I must admit that my van came with the trims fitted and I've never removed them but they look too flat to me to have an offset hub sat underneath. However if you say that that's case with the early Boxers then I bow to your superior knowledge.

JohnW


----------



## brillopad (Mar 4, 2008)

watch out, i got some for my mh and they were no good they had wrong offset, dennis


----------



## homenaway (Jul 27, 2005)

Hi,

I bought some 15 inch Halfords ones for my 2001 Boxer a while agoand they didn't fit as they were too shallow. They took them back for a refund.

The ones originally fitted by Autosleepers were made by Autoplas and can be bought directly I believe.

Steve


----------



## ChesterfieldHooligan (Oct 26, 2008)

:lol: :lol: Hi try EBAY I found some for my Sprinter on there :lol: :lol: 
yours Brian and Nod


----------



## Senator (Apr 24, 2008)

So it looks like the Halfords ones are not suitable! Thank you all for your replies.

Had a quick search on the internet and come up with a couple of options, which look reasonable. It would appear that you do need to fit commercial trims rather than 'car' ones.

It looks like there are limited designs to choose from and I think I will pass on the shiny chrome ones that carry on rotating when you stop!

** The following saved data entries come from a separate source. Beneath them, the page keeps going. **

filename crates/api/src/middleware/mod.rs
//! Request extractors for authentication and role checks.

pub mod auth;
pub mod rbac;
//! The access control resolver.
//!
//! Every presented credential passes through [`resolve_credential`], which
//! dispatches exhaustively over the credential scheme. There is no default
//! arm: a credential that is not recognized is a type error, not an
//! anonymous caller.
//!
//! Store connectivity failures are mapped to
//! [`AuthFailure::StoreUnavailable`] here, at the lowest level, so a
//! database outage can never masquerade as "no such account".

use beehive_core::auth::{
    decide, AuthFailure, AuthorizationDecision, Credential, VerifiedClaims,
};
use beehive_core::roles::{ROLE_ADMIN, ROLE_USER};
use beehive_core::types::DbId;
use beehive_db::models::account::{Account, CreateAccount};
use beehive_db::models::pending_registration::PendingRegistration;
use beehive_db::repositories::{AccountRepo, PendingRegistrationRepo};
use beehive_db::DbPool;

use crate::auth::oidc::OidcClient;
use crate::auth::password::verify_secret;
use crate::auth::token::{validate_bearer, Claims};
use crate::config::ServerConfig;

/// Successful output of credential resolution.
#[derive(Debug)]
pub enum Resolved {
    /// A fully verified account (password or external-token login).
    Account(Account),
    /// A verified bearer assertion; carries the login-time claims snapshot.
    Session(Claims),
    /// The external identity verified but has no account yet; the caller
    /// must complete registration explicitly.
    RegistrationRequired(PendingRegistration),
}

/// Map a store error to the resolver taxonomy.
///
/// Everything becomes [`AuthFailure::StoreUnavailable`]: from the caller's
/// point of view the identity store did not answer, and the distinction
/// from "account not found" is exactly what this variant preserves.
fn store_failure(err: sqlx::Error) -> AuthFailure {
    tracing::error!(error = %err, "Identity store error during resolution");
    AuthFailure::StoreUnavailable
}

/// Resolve a presented credential to a verified identity.
///
/// Dispatch is exhaustive over the three schemes:
///
/// - `Password` verifies against the stored Argon2id hash.
/// - `ExternalToken` verifies the Google ID token (signature, audience,
///   expiry) and then matches or parks the identity.
/// - `BearerAssertion` validates the session handle's signature and expiry.
///
/// Accounts whose email is on the admin allow-list are elevated after
/// verification succeeds, uniformly across both login schemes.
pub async fn resolve_credential(
    pool: &DbPool,
    config: &ServerConfig,
    oidc: Option<&OidcClient>,
    credential: Credential,
) -> Result<Resolved, AuthFailure> {
    match credential {
        Credential::Password { username, password } => {
            let account = verify_password_login(pool, &username, &password).await?;
            let account = apply_admin_allowlist(pool, config, account).await?;
            Ok(Resolved::Account(account))
        }
        Credential::ExternalToken { id_token } => {
            // SSO disabled means this scheme simply does not exist here.
            let oidc = oidc.ok_or(AuthFailure::WrongMethod)?;
            let claims = oidc.verify_id_token(&id_token)?;
            resolve_external(pool, config, &claims).await
        }
        Credential::BearerAssertion { token } => {
            let claims = validate_bearer(&token, &config.session)?;
            Ok(Resolved::Session(claims))
        }
    }
}

/// Verify a local username + password pair.
///
/// The failure variants are precise internally (`NotFound`, `WrongMethod`,
/// `InvalidCredentials`) even though the HTTP layer collapses the first and
/// last into one uniform message. Deactivated accounts fail with the same
/// uniform variant as a wrong password.
pub async fn verify_password_login(
    pool: &DbPool,
    username: &str,
    password: &str,
) -> Result<Account, AuthFailure> {
    let account = AccountRepo::find_by_username(pool, username)
        .await
        .map_err(store_failure)?
        .ok_or(AuthFailure::NotFound)?;

    let Some(hash) = account.password_hash.as_deref() else {
        // Exists, but external-only. The owner is told to use the Google
        // button instead of being shown "wrong password" forever.
        return Err(AuthFailure::WrongMethod);
    };

    let matches = verify_secret(password, hash).map_err(|e| {
        tracing::error!(account_id = account.id, error = %e, "Stored password hash is unreadable");
        AuthFailure::InvalidCredentials
    })?;
    if !matches {
        return Err(AuthFailure::InvalidCredentials);
    }

    if !account.is_active {
        tracing::warn!(account_id = account.id, "Login attempt on deactivated account");
        return Err(AuthFailure::InvalidCredentials);
    }

    Ok(account)
}

/// Match a verified external identity to an account.
///
/// Resolution order:
///
/// 1. By external subject id -- the normal repeat-login path.
/// 2. By email -- a pre-existing local account logging in with Google for
///    the first time; the subject id is linked to it.
/// 3. Allow-listed email with no account -- auto-provisioned as admin in a
///    single atomic upsert.
/// 4. Otherwise the claims are parked and the caller gets
///    [`Resolved::RegistrationRequired`]; an account is never created
///    silently for an unknown identity.
pub async fn resolve_external(
    pool: &DbPool,
    config: &ServerConfig,
    claims: &VerifiedClaims,
) -> Result<Resolved, AuthFailure> {
    if let Some(account) = AccountRepo::find_by_external_id(pool, &claims.subject)
        .await
        .map_err(store_failure)?
    {
        if !account.is_active {
            tracing::warn!(account_id = account.id, "SSO login attempt on deactivated account");
            return Err(AuthFailure::InvalidCredentials);
        }
        let account = apply_admin_allowlist(pool, config, account).await?;
        return Ok(Resolved::Account(account));
    }

    if let Some(existing) = AccountRepo::find_by_email(pool, &claims.email)
        .await
        .map_err(store_failure)?
    {
        if !existing.is_active {
            tracing::warn!(account_id = existing.id, "SSO login attempt on deactivated account");
            return Err(AuthFailure::InvalidCredentials);
        }
        return match AccountRepo::link_external_id(pool, existing.id, &claims.subject)
            .await
            .map_err(store_failure)?
        {
            Some(linked) => {
                tracing::info!(
                    account_id = linked.id,
                    "Linked external identity to existing account"
                );
                let linked = apply_admin_allowlist(pool, config, linked).await?;
                Ok(Resolved::Account(linked))
            }
            // The account is already bound to a *different* subject id.
            // Someone else controls an identity with this email; refuse.
            None => {
                tracing::warn!(
                    account_id = existing.id,
                    "Email matches an account bound to a different external subject"
                );
                Err(AuthFailure::InvalidCredentials)
            }
        };
    }

    if config.is_admin_email(&claims.email) {
        let account = provision_admin(pool, claims).await?;
        tracing::info!(
            account_id = account.id,
            email = %account.email,
            "Auto-provisioned allow-listed admin account"
        );
        return Ok(Resolved::Account(account));
    }

    let pending = PendingRegistrationRepo::upsert(
        pool,
        &claims.subject,
        &claims.email,
        claims.given_name.as_deref(),
        claims.family_name.as_deref(),
    )
    .await
    .map_err(store_failure)?;

    Ok(Resolved::RegistrationRequired(pending))
}

/// Create-or-elevate an allow-listed admin account.
///
/// The upsert is keyed on the unique external subject id, so concurrent
/// first logins collapse to one row. A username collision (someone already
/// owns the email's local part) is retried once with a subject-derived
/// suffix.
async fn provision_admin(pool: &DbPool, claims: &VerifiedClaims) -> Result<Account, AuthFailure> {
    let username = derive_username(&claims.email);

    let first = AccountRepo::upsert_admin_if_absent(
        pool,
        &claims.subject,
        &username,
        &claims.email,
        claims.given_name.as_deref(),
        claims.family_name.as_deref(),
    )
    .await;

    match first {
        Ok(account) => Ok(account),
        Err(e) if is_username_conflict(&e) => {
            let fallback = suffixed_username(&username, &claims.subject);
            AccountRepo::upsert_admin_if_absent(
                pool,
                &claims.subject,
                &fallback,
                &claims.email,
                claims.given_name.as_deref(),
                claims.family_name.as_deref(),
            )
            .await
            .map_err(store_failure)
        }
        Err(e) => Err(store_failure(e)),
    }
}

fn is_username_conflict(err: &sqlx::Error) -> bool {
    matches!(
        err,
        sqlx::Error::Database(db)
            if db.code().as_deref() == Some("23505")
                && db.constraint() == Some("uq_accounts_username")
    )
}

/// Derive a username from an email's local part.
fn derive_username(email: &str) -> String {
    let local = email.split('@').next().unwrap_or(email);
    let cleaned: String = local
        .chars()
        .map(|c| {
            if c.is_ascii_alphanumeric() || c == '_' || c == '.' || c == '-' {
                c
            } else {
                '_'
            }
        })
        .collect();
    if cleaned.len() < 4 {
        format!("{cleaned:_<4}")
    } else {
        cleaned
    }
}

fn suffixed_username(base: &str, subject: &str) -> String {
    let suffix: String = subject.chars().take(6).collect();
    format!("{base}_{suffix}")
}

/// One-time allow-list elevation, applied after any successful login.
///
/// Elevation is a conditional UPDATE so concurrent logins race harmlessly,
/// and it is one-way: an admin later removed from the allow-list keeps the
/// role until explicitly demoted through the admin API.
async fn apply_admin_allowlist(
    pool: &DbPool,
    config: &ServerConfig,
    account: Account,
) -> Result<Account, AuthFailure> {
    if account.role == ROLE_ADMIN || !config.is_admin_email(&account.email) {
        return Ok(account);
    }

    let elevated = AccountRepo::promote_admin_if_absent(pool, account.id)
        .await
        .map_err(store_failure)?;
    if elevated {
        tracing::info!(
            account_id = account.id,
            email = %account.email,
            "Elevated allow-listed account to admin"
        );
    }

    // Re-read so the caller sees the role the rest of the request uses.
    AccountRepo::find_by_id(pool, account.id)
        .await
        .map_err(store_failure)?
        .ok_or(AuthFailure::NotFound)
}

/// Complete an explicit registration for a parked external identity.
///
/// The claims were verified when they were parked; this step only claims
/// them with a chosen username. An expired or missing parking record means
/// the user must restart the SSO flow.
pub async fn complete_external_registration(
    pool: &DbPool,
    config: &ServerConfig,
    external_id: &str,
    username: &str,
) -> Result<Account, AuthFailure> {
    let pending = PendingRegistrationRepo::find_valid(pool, external_id)
        .await
        .map_err(store_failure)?
        .ok_or(AuthFailure::InvalidToken)?;

    let role = if config.is_admin_email(&pending.email) {
        ROLE_ADMIN
    } else {
        ROLE_USER
    };

    let account = AccountRepo::create(
        pool,
        &CreateAccount {
            username: username.to_string(),
            email: pending.email.clone(),
            password_hash: None,
            external_id: Some(pending.external_id.clone()),
            role: role.to_string(),
            first_name: pending.given_name.clone(),
            last_name: pending.family_name.clone(),
            security_question: None,
            security_answer_hash: None,
        },
    )
    .await
    .map_err(store_failure)?;

    PendingRegistrationRepo::delete(pool, external_id)
        .await
        .map_err(store_failure)?;

    Ok(account)
}

/// Authorize a privileged operation with a fresh role read.
///
/// The role inside a bearer assertion is a login-time snapshot and is never
/// trusted for privileged paths: this reads the account's *current* role
/// and active flag, then applies the pure [`decide`] rule. A stale handle
/// for a deleted account fails as [`AuthFailure::InvalidToken`].
pub async fn authorize_privileged(
    pool: &DbPool,
    account_id: DbId,
    required_role: &str,
) -> Result<AuthorizationDecision, AuthFailure> {
    let (role, is_active) = AccountRepo::current_role(pool, account_id)
        .await
        .map_err(store_failure)?
        .ok_or(AuthFailure::InvalidToken)?;

    Ok(decide(account_id, required_role, &role, is_active))
}

#[cfg(test)]
mod tests {
    use super::*;

    #[test]
    fn derive_username_uses_email_local_part() {
        assert_eq!(derive_username("ada.lovelace@example.com"), "ada.lovelace");
    }

    #[test]
    fn derive_username_replaces_forbidden_characters() {
        assert_eq!(derive_username("ada+spam@example.com"), "ada_spam");
    }

    #[test]
    fn derive_username_pads_short_local_parts() {
        assert_eq!(derive_username("al@example.com"), "al__");
    }

    #[test]
    fn suffixed_username_appends_subject_prefix() {
        assert_eq!(suffixed_username("ada", "1234567890"), "ada_123456");
    }
}
//! Session model and DTOs.

use beehive_core::types::{DbId, Timestamp};
use sqlx::FromRow;

/// A session row from the `sessions` table.
///
/// `role_at_login` is a snapshot taken when the session was issued. It is
/// advisory: privileged checks re-read the account's current role.
#[derive(Debug, Clone, FromRow)]
pub struct Session {
    pub id: DbId,
    pub account_id: DbId,
    pub refresh_token_hash: String,
    pub role_at_login: String,
    pub issued_at: Timestamp,
    pub expires_at: Timestamp,
    pub revoked_at: Option<Timestamp>,
}

/// DTO for creating a new session.
pub struct CreateSession {
    pub account_id: DbId,
    pub refresh_token_hash: String,
    pub role_at_login: String,
    pub expires_at: Timestamp,
}
//! Beehive API server library.
//!
//! Exposes the building blocks (config, state, error handling, the access
//! control resolver, routes) so integration tests and the binary entrypoint
//! can both access them.

pub mod auth;
pub mod config;
pub mod error;
pub mod handlers;
pub mod middleware;
pub mod routes;
pub mod state;
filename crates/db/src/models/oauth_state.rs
//! Transient OAuth handshake state.

use beehive_core::types::Timestamp;
use sqlx::FromRow;

/// One in-flight authorization redirect, keyed by the `state` nonce the
/// provider echoes back. Single-use: consumed (deleted) on callback.
#[derive(Debug, Clone, FromRow)]
pub struct OAuthState {
    pub state: String,
    pub nonce: String,
    pub pkce_verifier: String,
    pub created_at: Timestamp,
    pub expires_at: Timestamp,
}
//! Route definitions for the `/auth` resource.

use axum::routing::{get, post};
use axum::Router;

use crate::handlers::{auth, oauth};
use crate::state::AppState;

/// Routes mounted at `/auth`.
///
/// ```text
/// POST /register         -> register
/// POST /login            -> login
/// POST /refresh          -> refresh
/// POST /logout           -> logout (requires auth)
/// POST /forgot-password  -> forgot_password
/// GET  /google           -> google_start
/// GET  /google/callback  -> google_callback
/// POST /google/token     -> google_token_login
/// POST /google/register  -> google_register
/// ```
pub fn router() -> Router<AppState> {
    Router::new()
        .route("/register", post(auth::register))
        .route("/login", post(auth::login))
        .route("/refresh", post(auth::refresh))
        .route("/logout", post(auth::logout))
        .route("/forgot-password", post(auth::forgot_password))
        .route("/google", get(oauth::google_start))
        .route("/google/callback", get(oauth::google_callback))
        .route("/google/token", post(oauth::google_token_login))
        .route("/google/register", post(oauth::google_register))
}
//! Domain types shared across the Beehive workspace.
//!
//! Pure logic only: the credential/decision model, role rules, error
//! taxonomy, and input validation. No I/O happens in this crate.

pub mod auth;
pub mod error;
pub mod roles;
pub mod types;
pub mod validation;
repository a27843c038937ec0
//! Database entity models and DTOs.

pub mod account;
pub mod media;
pub mod message;
pub mod notification;
pub mod oauth_state;
pub mod pending_registration;
pub mod session;
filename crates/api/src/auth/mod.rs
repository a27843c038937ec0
//! Authentication building blocks.
//!
//! `password` and `token` are the low-level credential primitives, `oidc`
//! talks to Google, and `resolver` is the single place where a presented
//! credential becomes a verified identity and role.

pub mod oidc;
pub mod password;
pub mod resolver;
pub mod token;
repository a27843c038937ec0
//! Admin/user chat message model.

use beehive_core::types::{DbId, Timestamp};
use serde::{Deserialize, Serialize};
use sqlx::FromRow;

#[derive(Debug, Clone, FromRow, Serialize)]
pub struct Message {
    pub id: DbId,
    pub from_account_id: DbId,
    pub from_role: String,
    pub to_account_id: DbId,
    pub to_role: String,
    pub content: String,
    pub created_at: Timestamp,
}

/// DTO for sending a message.
#[derive(Debug, Deserialize)]
pub struct CreateMessage {
    pub to_account_id: DbId,
    pub content: String,
}
//! Integration tests for the admin dashboard endpoints.

mod common;

use axum::http::StatusCode;
use beehive_api::auth::password::hash_secret;
use beehive_core::roles::{ROLE_ADMIN, ROLE_USER};
use beehive_db::models::account::CreateAccount;
use beehive_db::repositories::AccountRepo;
use common::{body_json, get_auth, post_json, post_json_auth, put_json_auth};
use sqlx::PgPool;

const PASSWORD: &str = "test_password_123!";

async fn account_with_token(pool: &PgPool, username: &str, role: &str) -> (i64, String) {
    let input = CreateAccount {
        username: username.to_string(),
        email: format!("{username}@test.com"),
        password_hash: Some(hash_secret(PASSWORD).expect("hashing should succeed")),
        external_id: None,
        role: role.to_string(),
        first_name: None,
        last_name: None,
        security_question: None,
        security_answer_hash: None,
    };
    let account = AccountRepo::create(pool, &input)
        .await
        .expect("account creation should succeed");

    let app = common::build_test_app(pool.clone());
    let body = serde_json::json!({ "username": username, "password": PASSWORD });
    let response = post_json(app, "/api/v1/auth/login", body).await;
    assert_eq!(response.status(), StatusCode::OK);
    let token = body_json(response).await["access_token"]
        .as_str()
        .unwrap()
        .to_string();

    (account.id, token)
}

/// Listing users returns the safe representation, never credential hashes.
#[sqlx::test(migrations = "../db/migrations")]
async fn test_list_users(pool: PgPool) {
    let (_admin_id, admin_token) = account_with_token(&pool, "overseer", ROLE_ADMIN).await;
    let (_user_id, _) = account_with_token(&pool, "somebody", ROLE_USER).await;

    let app = common::build_test_app(pool);
    let response = get_auth(app, "/api/v1/admin/users", &admin_token).await;

    assert_eq!(response.status(), StatusCode::OK);
    let users = body_json(response).await;
    let users = users.as_array().unwrap();
    assert_eq!(users.len(), 2);
    for user in users {
        assert!(user.get("password_hash").is_none());
        assert!(user.get("security_answer_hash").is_none());
    }
}

/// Role updates validate the role name and 404 on unknown accounts.
#[sqlx::test(migrations = "../db/migrations")]
async fn test_update_role(pool: PgPool) {
    let (_admin_id, admin_token) = account_with_token(&pool, "overseer", ROLE_ADMIN).await;
    let (user_id, _) = account_with_token(&pool, "promotee", ROLE_USER).await;

    let app = common::build_test_app(pool.clone());
    let body = serde_json::json!({ "role": "admin" });
    let response = put_json_auth(
        app,
        &format!("/api/v1/admin/users/{user_id}/role"),
        body,
        &admin_token,
    )
    .await;
    assert_eq!(response.status(), StatusCode::OK);
    let json = body_json(response).await;
    assert_eq!(json["role"], "admin");

    let app = common::build_test_app(pool.clone());
    let body = serde_json::json!({ "role": "superuser" });
    let response = put_json_auth(
        app,
        &format!("/api/v1/admin/users/{user_id}/role"),
        body,
        &admin_token,
    )
    .await;
    assert_eq!(response.status(), StatusCode::BAD_REQUEST);

    let app = common::build_test_app(pool);
    let body = serde_json::json!({ "role": "user" });
    let response =
        put_json_auth(app, "/api/v1/admin/users/999999/role", body, &admin_token).await;
    assert_eq!(response.status(), StatusCode::NOT_FOUND);
}

/// An admin can inspect any user's uploads.
#[sqlx::test(migrations = "../db/migrations")]
async fn test_user_media(pool: PgPool) {
    let (_admin_id, admin_token) = account_with_token(&pool, "overseer", ROLE_ADMIN).await;
    let (user_id, user_token) = account_with_token(&pool, "uploader", ROLE_USER).await;

    let app = common::build_test_app(pool.clone());
    let body = serde_json::json!({
        "filename": "clip.mp4",
        "title": "a clip",
        "description": "a description"
    });
    let response = post_json_auth(app, "/api/v1/media", body, &user_token).await;
    assert_eq!(response.status(), StatusCode::CREATED);

    let app = common::build_test_app(pool);
    let response = get_auth(
        app,
        &format!("/api/v1/admin/users/{user_id}/media"),
        &admin_token,
    )
    .await;
    assert_eq!(response.status(), StatusCode::OK);
    let items = body_json(response).await;
    assert_eq!(items.as_array().unwrap().len(), 1);
    assert_eq!(items[0]["title"], "a clip");
}

/// Uploads raise notifications; `?mark_seen=true` consumes the batch in one
/// atomic statement, so the next poll sees nothing.
#[sqlx::test(migrations = "../db/migrations")]
async fn test_notifications_mark_seen(pool: PgPool) {
    let (_admin_id, admin_token) = account_with_token(&pool, "overseer", ROLE_ADMIN).await;
    let (_user_id, user_token) = account_with_token(&pool, "uploader", ROLE_USER).await;

    for title in ["one", "two"] {
        let app = common::build_test_app(pool.clone());
        let body = serde_json::json!({
            "filename": format!("{title}.mp4"),
            "title": title,
            "description": "a description"
        });
        let response = post_json_auth(app, "/api/v1/media", body, &user_token).await;
        assert_eq!(response.status(), StatusCode::CREATED);
    }

    // Peek without consuming.
    let app = common::build_test_app(pool.clone());
    let response = get_auth(app, "/api/v1/admin/notifications", &admin_token).await;
    assert_eq!(response.status(), StatusCode::OK);
    let peeked = body_json(response).await;
    assert_eq!(peeked.as_array().unwrap().len(), 2);

    // Consume.
    let app = common::build_test_app(pool.clone());
    let response = get_auth(
        app,
        "/api/v1/admin/notifications?mark_seen=true",
        &admin_token,
    )
    .await;
    assert_eq!(response.status(), StatusCode::OK);
    let consumed = body_json(response).await;
    let consumed = consumed.as_array().unwrap();
    assert_eq!(consumed.len(), 2);
    assert_eq!(consumed[0]["username"], "uploader");

    // The batch is gone.
    let app = common::build_test_app(pool);
    let response = get_auth(app, "/api/v1/admin/notifications", &admin_token).await;
    let after = body_json(response).await;
    assert!(after.as_array().unwrap().is_empty());
}

/// Admin endpoints are closed to plain users.
#[sqlx::test(migrations = "../db/migrations")]
async fn test_admin_routes_forbidden_for_users(pool: PgPool) {
    let (user_id, user_token) = account_with_token(&pool, "plainbee", ROLE_USER).await;

    let app = common::build_test_app(pool.clone());
    let response = get_auth(app, "/api/v1/admin/notifications", &user_token).await;
    assert_eq!(response.status(), StatusCode::FORBIDDEN);

    let app = common::build_test_app(pool);
    let body = serde_json::json!({ "role": "admin" });
    let response = put_json_auth(
        app,
        &format!("/api/v1/admin/users/{user_id}/role"),
        body,
        &user_token,
    )
    .await;
    assert_eq!(response.status(), StatusCode::FORBIDDEN);
}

Thanks once again to all who responded.

Mark


----------



## gaspode (May 9, 2005)

Pay a visit to the next motorhome show, (see the list of show rallies) there's usually a good selection of M/H wheel trims for sale, most at Ebay prices or less - and much better to see them in the flesh before you part with any money.


----------



## 108777 (Dec 17, 2007)

When I bought my 2nd hand van it had (still has) the wheel trims with the imitation wheel nuts. Due to their shape, the tyre valves are not accessable without taking the trims off. The trims have nylon lock straps fitted to stop losing them so these have to be cut off. There is another set of straps mounted through the actual wheel holes, to which one has to thread the replacements by fishing around the trim holes (with quite sharp edges). I read on the forum about valve extensions so I sent off for a set. They still point out at the wrong direction and are hidden behind the trims - waste of money !
The moral of this story is beware something as simple looking as wheel trims may hide a load of fuss and bother ! 
I have considered buying a replacement set but if buying on the internet I am scared of having the same problem. The only way would to be to take the van to a dealer and check on the spot if they fit. Being lazy I carry on fiddling !

Mike


----------



## DTPCHEMICALS (Jul 24, 2006)

Hi Senator 
try www.leisureshopdirect.com

Lots to pick from and site states whether they fit motorhmes, cars etc

Dave P


----------



## Senator (Apr 24, 2008)

DTPCHEMICALS said:


> Hi Senator
> try www.leisureshopdirect.com
> 
> Lots to pick from and site states whether they fit motorhmes, cars etc
> ...


Thanks Dave.

There are a number of places on-line that sell these wheel trims and they all appear to offer the same one, which could be manufactured by Milenco? Prices for a set of four vary from £32.50 delivered (E-Bay) to around £45 delivered.

Mike (Chillik) thanks for your comments. I don't want trims to become an obstacle to checking tyre pressures. If that is the case then better off without them!

If only I could afford some alloys! Or probably more to the point, if only my wife thought alloys would be a good idea!  

Mark


----------